De repente, el blues
“Ya verás como sólo hace éste y después vuelve al heavy”, me dijo un amigo, tan erudito en el hard rock y el heavy como nefasto pitoniso. Me estoy refiriendo al disco Still Got the Blues de Gary Moore. Este disco no fue una sorpresa para los fans de siempre del iracundo irlandés, sabedores de su vena bluesy . Entre los puristas del blues, fue un disco repleto de excesos guitarreros que chocaban con la (relativa) simplicidad de este género. Para quienes ni lo conocían, y que incluso no habían escuchado un disco de blues en su vida, fue como una especie de epifanía, un descubrimiento, porque el blues llevaba ahí apenas un siglo. Esto sirvió para descubrir también (los que no las conocían) a las más importantes figuras del género. Así, no era extraño subirte al coche de algún amigo y que te dijera: “Escucha, que vas a flipar”, y te ponía un directo de Johnny Winter (o de John Lee Hooker, o de B. B. King, o de Stevie Ray Vaughan, o de…) del año 1973, o 74, o 75… Para mí tenía su lado bueno: si el viaje era largo, al tercer corte ya me había dormido.

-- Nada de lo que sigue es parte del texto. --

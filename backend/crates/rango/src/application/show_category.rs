//! Show Category Use Case

use std::sync::Arc;

use crate::domain::entities::{Category, Page};
use crate::domain::repository::{CategoryRepository, PageRepository};
use crate::error::RangoResult;

/// Outcome of looking a category up by slug.
///
/// An unknown slug is an ordinary outcome rendered as its own page state,
/// not an error.
#[derive(Debug, Clone)]
pub enum CategoryLookup {
    Found { category: Category, pages: Vec<Page> },
    NotFound,
}

pub struct ShowCategoryUseCase<C, P>
where
    C: CategoryRepository,
    P: PageRepository,
{
    category_repo: Arc<C>,
    page_repo: Arc<P>,
}

impl<C, P> ShowCategoryUseCase<C, P>
where
    C: CategoryRepository,
    P: PageRepository,
{
    pub fn new(category_repo: Arc<C>, page_repo: Arc<P>) -> Self {
        Self {
            category_repo,
            page_repo,
        }
    }

    pub async fn execute(&self, slug: &str) -> RangoResult<CategoryLookup> {
        let Some(category) = self.category_repo.find_by_slug(slug).await? else {
            return Ok(CategoryLookup::NotFound);
        };

        let pages = self.page_repo.find_by_category(&category.id).await?;
        Ok(CategoryLookup::Found { category, pages })
    }
}

#[cfg(test)]
mod tests {
    use super::*;
    use crate::domain::value_objects::{CategoryName, PageTitle, PageUrl};
    use crate::infra::memory::MemoryRangoRepository;

    async fn category_with_pages(repo: &MemoryRangoRepository, name: &str, titles: &[&str]) {
        let category = Category::new(CategoryName::new(name).unwrap());
        CategoryRepository::create(repo, &category).await.unwrap();
        for title in titles {
            let page = Page::new(
                category.id,
                PageTitle::new(title).unwrap(),
                PageUrl::new("https://www.djangoproject.com/").unwrap(),
            );
            PageRepository::create(repo, &page).await.unwrap();
        }
    }

    #[tokio::test]
    async fn test_found_lists_only_its_pages() {
        let repo = Arc::new(MemoryRangoRepository::new());
        category_with_pages(&repo, "Python", &["Tutorial", "Docs"]).await;
        category_with_pages(&repo, "Django", &["Project"]).await;

        let lookup = ShowCategoryUseCase::new(repo.clone(), repo)
            .execute("python")
            .await
            .unwrap();

        match lookup {
            CategoryLookup::Found { category, pages } => {
                assert_eq!(category.name.as_str(), "Python");
                let titles: Vec<_> = pages.iter().map(|p| p.title.as_str()).collect();
                assert_eq!(titles, ["Tutorial", "Docs"]);
            }
            CategoryLookup::NotFound => panic!("expected the category"),
        }
    }

    #[tokio::test]
    async fn test_unknown_slug_is_not_found() {
        let repo = Arc::new(MemoryRangoRepository::new());
        let lookup = ShowCategoryUseCase::new(repo.clone(), repo)
            .execute("nope")
            .await
            .unwrap();

        assert!(matches!(lookup, CategoryLookup::NotFound));
    }
}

El eterno debate entre la expresividad y la técnica. Adoro la expresividad de Satriani, las notas eternas de Gary Moore, el neoclásico desbordante de Yngwie Malmsteem y para todo lo demás y por encima del bien y del mal gente como Jhon Petrucci, qué es mejor o peor? Para gustos los colores y los sonidos… no descartaría ninguno.